# Exercise goal:
All lines in the records below with the word "number" must be returned.

# Raw data:
use chrono::{DateTime, Utc};
use serde::{Deserialize, Serialize};
use std::path::PathBuf;

/// Front-matter derived metadata of an article.
#[derive(Debug, Clone, PartialEq, Eq, Serialize, Deserialize)]
pub struct ArticleMeta {
    /// Short summary, empty when absent.
    pub description: String,
    /// Author name, when given.
    pub author: Option<String>,
    /// Sorted, de-duplicated.
    pub tags: Vec<String>,
    /// Slash separated path, e.g. `guides/rust`.
    pub category: Option<String>,
    /// Hidden from every public read.
    pub draft: bool,
    /// From the `date` field, else the file modification time.
    pub created_at: DateTime<Utc>,
    /// From the `updated` field.
    pub updated_at: Option<DateTime<Utc>>,
}

/// A parsed, published article.
///
/// Metadata, body and `raw` always come from the same file read.
#[derive(Debug, Clone, PartialEq, Eq, Serialize)]
pub struct Article {
    /// URL-safe identifier derived from the file name.
    pub slug: String,
    /// Display title.
    pub title: String,
    /// Front-matter metadata.
    #[serde(flatten)]
    pub meta: ArticleMeta,
    /// Markdown body without the front matter block.
    pub body: String,
    /// Full file text the article was parsed from.
    #[serde(skip)]
    pub raw: String,
    /// File the article was loaded from.
    #[serde(skip)]
    pub source_path: PathBuf,
    /// Current version number, 0 until committed.
    pub version: u64,
    /// SHA-256 of `raw`, hex encoded.
    pub checksum: String,
}

impl Article {
    /// Listing view without the body.
    pub fn summary(&self) -> ArticleSummary {
        ArticleSummary {
            slug: self.slug.clone(),
            title: self.title.clone(),
            description: self.meta.description.clone(),
            author: self.meta.author.clone(),
            tags: self.meta.tags.clone(),
            category: self.meta.category.clone(),
            created_at: self.meta.created_at,
            updated_at: self.meta.updated_at,
            version: self.version,
        }
    }
}

/// Listing entry: an article without its body.
#[derive(Debug, Clone, PartialEq, Eq, Serialize)]
pub struct ArticleSummary {
    /// Article slug.
    pub slug: String,
    /// Display title.
    pub title: String,
    /// Short summary.
    pub description: String,
    /// Author name, when given.
    pub author: Option<String>,
    /// Sorted, de-duplicated tags.
    pub tags: Vec<String>,
    /// Slash separated category path.
    pub category: Option<String>,
    /// Publication date.
    pub created_at: DateTime<Utc>,
    /// Last edit date, when given.
    pub updated_at: Option<DateTime<Utc>>,
    /// Current version number.
    pub version: u64,
}

/// One page of a listing.
#[derive(Debug, Clone, PartialEq, Eq, Serialize)]
pub struct ArticlePage {
    /// Entries on this page, newest first.
    pub articles: Vec<ArticleSummary>,
    /// Matches across all pages.
    pub total: usize,
    /// 1-based page number.
    pub page: usize,
    /// Entries per page.
    pub limit: usize,
    /// Page count for `limit`.
    pub total_pages: usize,
}

/// Optional listing filters, combined with AND.
#[derive(Debug, Clone, Default, PartialEq, Eq, Hash, Serialize, Deserialize)]
pub struct ListFilter {
    /// Exact tag match.
    pub tag: Option<String>,
    /// Matches the category and its descendants.
    pub category: Option<String>,
    /// Free text. Uses the search index when enabled, otherwise a
    /// case-insensitive match on title and description.
    pub query: Option<String>,
}

impl ListFilter {
    /// Trimmed copy with blank fields dropped and the category path
    /// collapsed to `a/b` form.
    #[must_use]
    pub fn normalized(&self) -> Self {
        let category = self.category.as_deref().and_then(|c| {
            let joined = c
                .split('/')
                .map(str::trim)
                .filter(|s| !s.is_empty())
                .collect::<Vec<_>>()
                .join("/");
            (!joined.is_empty()).then_some(joined)
        });
        Self {
            tag: non_blank(self.tag.as_deref()),
            category,
            query: non_blank(self.query.as_deref()),
        }
    }

    /// Cache-key form of the normalized filter. Each field is length
    /// prefixed so no value can spill into its neighbour.
    pub fn signature(&self) -> String {
        let normalized = self.normalized();
        let mut out = String::new();
        for (name, value) in [
            ("tag", &normalized.tag),
            ("category", &normalized.category),
            ("q", &normalized.query),
        ] {
            match value {
                Some(v) => out.push_str(&format!("{name}={}:{v};", v.len())),
                None => out.push_str(&format!("{name}=-;")),
            }
        }
        out
    }
}

fn non_blank(value: Option<&str>) -> Option<String> {
    value
        .map(str::trim)
        .filter(|v| !v.is_empty())
        .map(str::to_string)
}

/// A node of the nested category tree.
#[derive(Debug, Clone, PartialEq, Eq, Serialize)]
pub struct CategoryNode {
    /// Last path segment.
    pub name: String,
    /// Full slash separated path.
    pub path: String,
    /// Articles filed directly under this node or below it.
    pub count: usize,
    /// Sub-categories, sorted by name.
    pub children: Vec<CategoryNode>,
}

/// Category listing, shaped by `enable_nested_categories`.
#[derive(Debug, Clone, PartialEq, Eq, Serialize)]
#[serde(untagged)]
pub enum Categories {
    /// Sorted category paths.
    Flat(Vec<String>),
    /// Root nodes of the category tree.
    Nested(Vec<CategoryNode>),
}

/// Why a version was committed.
#[derive(Debug, Clone, Copy, PartialEq, Eq, Hash, Serialize, Deserialize)]
#[serde(rename_all = "lowercase")]
pub enum VersionReason {
    /// The file changed.
    Edit,
    /// An earlier version was restored.
    Restore,
}

/// Immutable ledger entry. Never rewritten once stored.
#[derive(Debug, Clone, PartialEq, Eq, Serialize, Deserialize)]
pub struct VersionRecord {
    /// Slug of the article.
    pub article_id: String,
    /// 1-based, gapless.
    pub version: u64,
    /// Full file text.
    pub content: String,
    /// Hex SHA-256 of `content`.
    pub sha256: String,
    /// Commit time.
    pub timestamp: DateTime<Utc>,
    /// Why the version exists.
    pub reason: VersionReason,
    /// Source version when `reason` is `Restore`.
    #[serde(default, skip_serializing_if = "Option::is_none")]
    pub restored_from: Option<u64>,
    /// Who made the change, when known.
    #[serde(default, skip_serializing_if = "Option::is_none")]
    pub editor: Option<String>,
}

impl VersionRecord {
    /// Listing form without the content.
    pub fn descriptor(&self) -> VersionDescriptor {
        VersionDescriptor {
            article_id: self.article_id.clone(),
            version: self.version,
            sha256: self.sha256.clone(),
            timestamp: self.timestamp,
            reason: self.reason,
            restored_from: self.restored_from,
            editor: self.editor.clone(),
            size: self.content.len(),
        }
    }
}

/// Version listing entry without content.
#[derive(Debug, Clone, PartialEq, Eq, Serialize)]
pub struct VersionDescriptor {
    /// Slug of the article.
    pub article_id: String,
    /// Current version number.
    pub version: u64,
    /// Hex SHA-256 of the content.
    pub sha256: String,
    /// Commit time.
    pub timestamp: DateTime<Utc>,
    /// Why the version exists.
    pub reason: VersionReason,
    /// Source version when restored.
    #[serde(skip_serializing_if = "Option::is_none")]
    pub restored_from: Option<u64>,
    /// Who made the change, when known.
    #[serde(skip_serializing_if = "Option::is_none")]
    pub editor: Option<String>,
    /// Content length in bytes.
    pub size: usize,
}

/// One ranked full-text match.
#[derive(Debug, Clone, PartialEq, Serialize)]
pub struct SearchHit {
    /// Article slug.
    pub slug: String,
    /// Display title.
    pub title: String,
    /// Relevance, higher is better.
    pub score: f32,
    /// Body excerpt around the first matching term.
    pub snippet: String,
}

/// A search query and how often it was asked.
#[derive(Debug, Clone, PartialEq, Eq, Serialize, Deserialize)]
pub struct PopularQuery {
    /// Normalized query text.
    pub query: String,
    /// Times asked.
    pub count: u64,
    /// Most recent time asked.
    pub last_seen: DateTime<Utc>,
}

/// Author supplied fields for create and update requests.
#[derive(Debug, Clone, Default, PartialEq, Eq, Serialize, Deserialize)]
pub struct ArticleInput {
    /// Display title.
    pub title: String,
    /// Short summary.
    #[serde(default)]
    pub description: String,
    /// Author name, when given.
    #[serde(default)]
    pub author: Option<String>,
    /// Tags; blanks and duplicates are dropped.
    #[serde(default)]
    pub tags: Vec<String>,
    /// Slash separated category path.
    #[serde(default)]
    pub category: Option<String>,
    /// Keep the article out of public reads.
    #[serde(default)]
    pub draft: bool,
    /// Markdown body.
    pub content: String,
}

# Task solution:
    /// Current version number, 0 until committed.
    /// Current version number.
    /// 1-based page number.
    /// Current version number.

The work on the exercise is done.